Chuck Spurlock (far right), Donald Peterlin, trumpet
1948

"My mom's cousin owned Knaflec Tavern on Northern Avenue. My mom called him over to our home to listen to me and my friend, Donald Peterlin, who played a trumpet. He was impressed with the accordion and hired me for $5, for two hours work. I told Donald if he came with me I would split half with him. It just so happened on the first night there was a guy at the bar who offered me a dollar to play the song "Bushel and a Peck" before our two hours were up. We made $14 that night - he asked us to play the same song 13 times! No need to tell you I haven't played that song since 1947."

Spurlock attended St. Mary's Catholic School, then graduated from Central High School in 1951.

"I joined the U.S. Navy right after high school, serving in Hawaii, and then aboard the U.S.S. Rowan, in Korean waters." He was discharged in 1955, enrolling in college at Compton Junior College, in California.

Chuck Spurlock (right), with Walter Atencio
1958

He returned back home, got married (1961), and became a family man in 1963.

The Polka Dots (1962)
Pictured: Ronald Bussey, Chuck Spurlock, Donald Bussey

"It was important to me to provide for my family. Besides working in the clerical field at CF&I, I held the Quartermaster post at a local VFW, which paid me a small sum each month - and I played music for extra income."

As word got out about Spurlock, he started to become a regular entertainer at Slovenian weddings.

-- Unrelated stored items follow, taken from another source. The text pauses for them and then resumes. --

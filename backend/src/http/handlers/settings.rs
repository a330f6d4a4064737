//! License type catalog and frontend settings.

use std::collections::BTreeMap;

use axum::{
    body::Body,
    extract::{Path, State},
    http::StatusCode,
    response::Response,
    Json,
};

use super::{error_ladder, internal, null_ok};
use crate::http::error::{ApiError, ApiResult};
use crate::http::params::{decode_json, ensure_writable};
use crate::http::state::AppState;
use crate::model::{OracleDatabaseLicenseType, SqlServerDatabaseLicenseType};
use crate::service::ErrorKind;

const LICENSE_TYPE_NOT_FOUND: &[(ErrorKind, StatusCode)] =
    &[(ErrorKind::LicenseTypeIdNotFound, StatusCode::NOT_FOUND)];

/// GET /settings/oracle/database/license-types
pub async fn get_oracle_database_license_types(
    State(state): State<AppState>,
) -> ApiResult<Json<Vec<OracleDatabaseLicenseType>>> {
    let license_types = state
        .service
        .get_oracle_database_license_types()
        .await
        .map_err(internal)?;
    Ok(Json(license_types))
}

/// POST /settings/oracle/database/license-types
///
/// The id is the vendor part number, chosen by the client.
pub async fn add_oracle_database_license_type(
    State(state): State<AppState>,
    body: Body,
) -> ApiResult<Json<OracleDatabaseLicenseType>> {
    ensure_writable(&state)?;
    let license_type: OracleDatabaseLicenseType = decode_json(body).await?;
    if license_type.id.trim().is_empty() {
        return Err(ApiError::bad_request("ID must not be empty"));
    }

    let saved = state
        .service
        .add_oracle_database_license_type(license_type)
        .await
        .map_err(error_ladder(
            &[(ErrorKind::Duplicated, StatusCode::BAD_REQUEST)],
            StatusCode::INTERNAL_SERVER_ERROR,
        ))?;
    Ok(Json(saved))
}

/// PUT /settings/oracle/database/license-types/{id}
pub async fn update_oracle_database_license_type(
    State(state): State<AppState>,
    Path(id): Path<String>,
    body: Body,
) -> ApiResult<Json<OracleDatabaseLicenseType>> {
    ensure_writable(&state)?;
    let license_type: OracleDatabaseLicenseType = decode_json(body).await?;
    if license_type.id != id {
        return Err(ApiError::bad_request("Object ID does not correspond"));
    }

    let saved = state
        .service
        .update_oracle_database_license_type(license_type)
        .await
        .map_err(error_ladder(LICENSE_TYPE_NOT_FOUND, StatusCode::INTERNAL_SERVER_ERROR))?;
    Ok(Json(saved))
}

/// DELETE /settings/oracle/database/license-types/{id}
pub async fn delete_oracle_database_license_type(
    State(state): State<AppState>,
    Path(id): Path<String>,
) -> ApiResult<Response> {
    ensure_writable(&state)?;
    state
        .service
        .delete_oracle_database_license_type(&id)
        .await
        .map_err(error_ladder(LICENSE_TYPE_NOT_FOUND, StatusCode::INTERNAL_SERVER_ERROR))?;
    Ok(null_ok())
}

/// GET /settings/microsoft/database/license-types
pub async fn get_sql_server_database_license_types(
    State(state): State<AppState>,
) -> ApiResult<Json<Vec<SqlServerDatabaseLicenseType>>> {
    let license_types = state
        .service
        .get_sql_server_database_license_types()
        .await
        .map_err(internal)?;
    Ok(Json(license_types))
}

/// GET /settings/default-database-tag-choiches
pub async fn get_default_database_tag_choices(State(state): State<AppState>) -> Json<Vec<String>> {
    Json(state.config.api_service.default_database_tag_choices.clone())
}

/// GET /settings/features
pub async fn get_features(State(state): State<AppState>) -> Json<BTreeMap<String, bool>> {
    Json(state.config.features())
}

In 1979, he and his six-piece band started playing oldies rock. "Chad Short was my singer, and he sounded alot like Elvis."

"We practiced twice a week above a bowling alley in Bessemer. The owner of the alley, called a friend of his in Chicago who was a booking agent. He offered my band a two year job at $5,000 per month to be the opening act for the Dean Martin Gold Diggers. Unfortunately, that amounted to $1,000 each per month or $250 a week for two years. I was a married man, with a child, and figured I could not support my wife and daughter on that kind of money. So I turned down the deal. The musicians in my band were mad and said I was holding them back. So they started their own band."

Throughout his lengthy career, Spurlock has fronted The Polka Dots, The Kadets, Cestrio's, Chuck Spurlock Variety/Polka Band, and Chuck Spurlock Variety Band.

"I'll tell you something when you go by various names like the Cestrio's [my 3 initials with trio added on the end] some people can't find you in the phone book to hire you all the smart band leader's use their full names so people can find you in the phone book. This is something I learned the hard way over the years."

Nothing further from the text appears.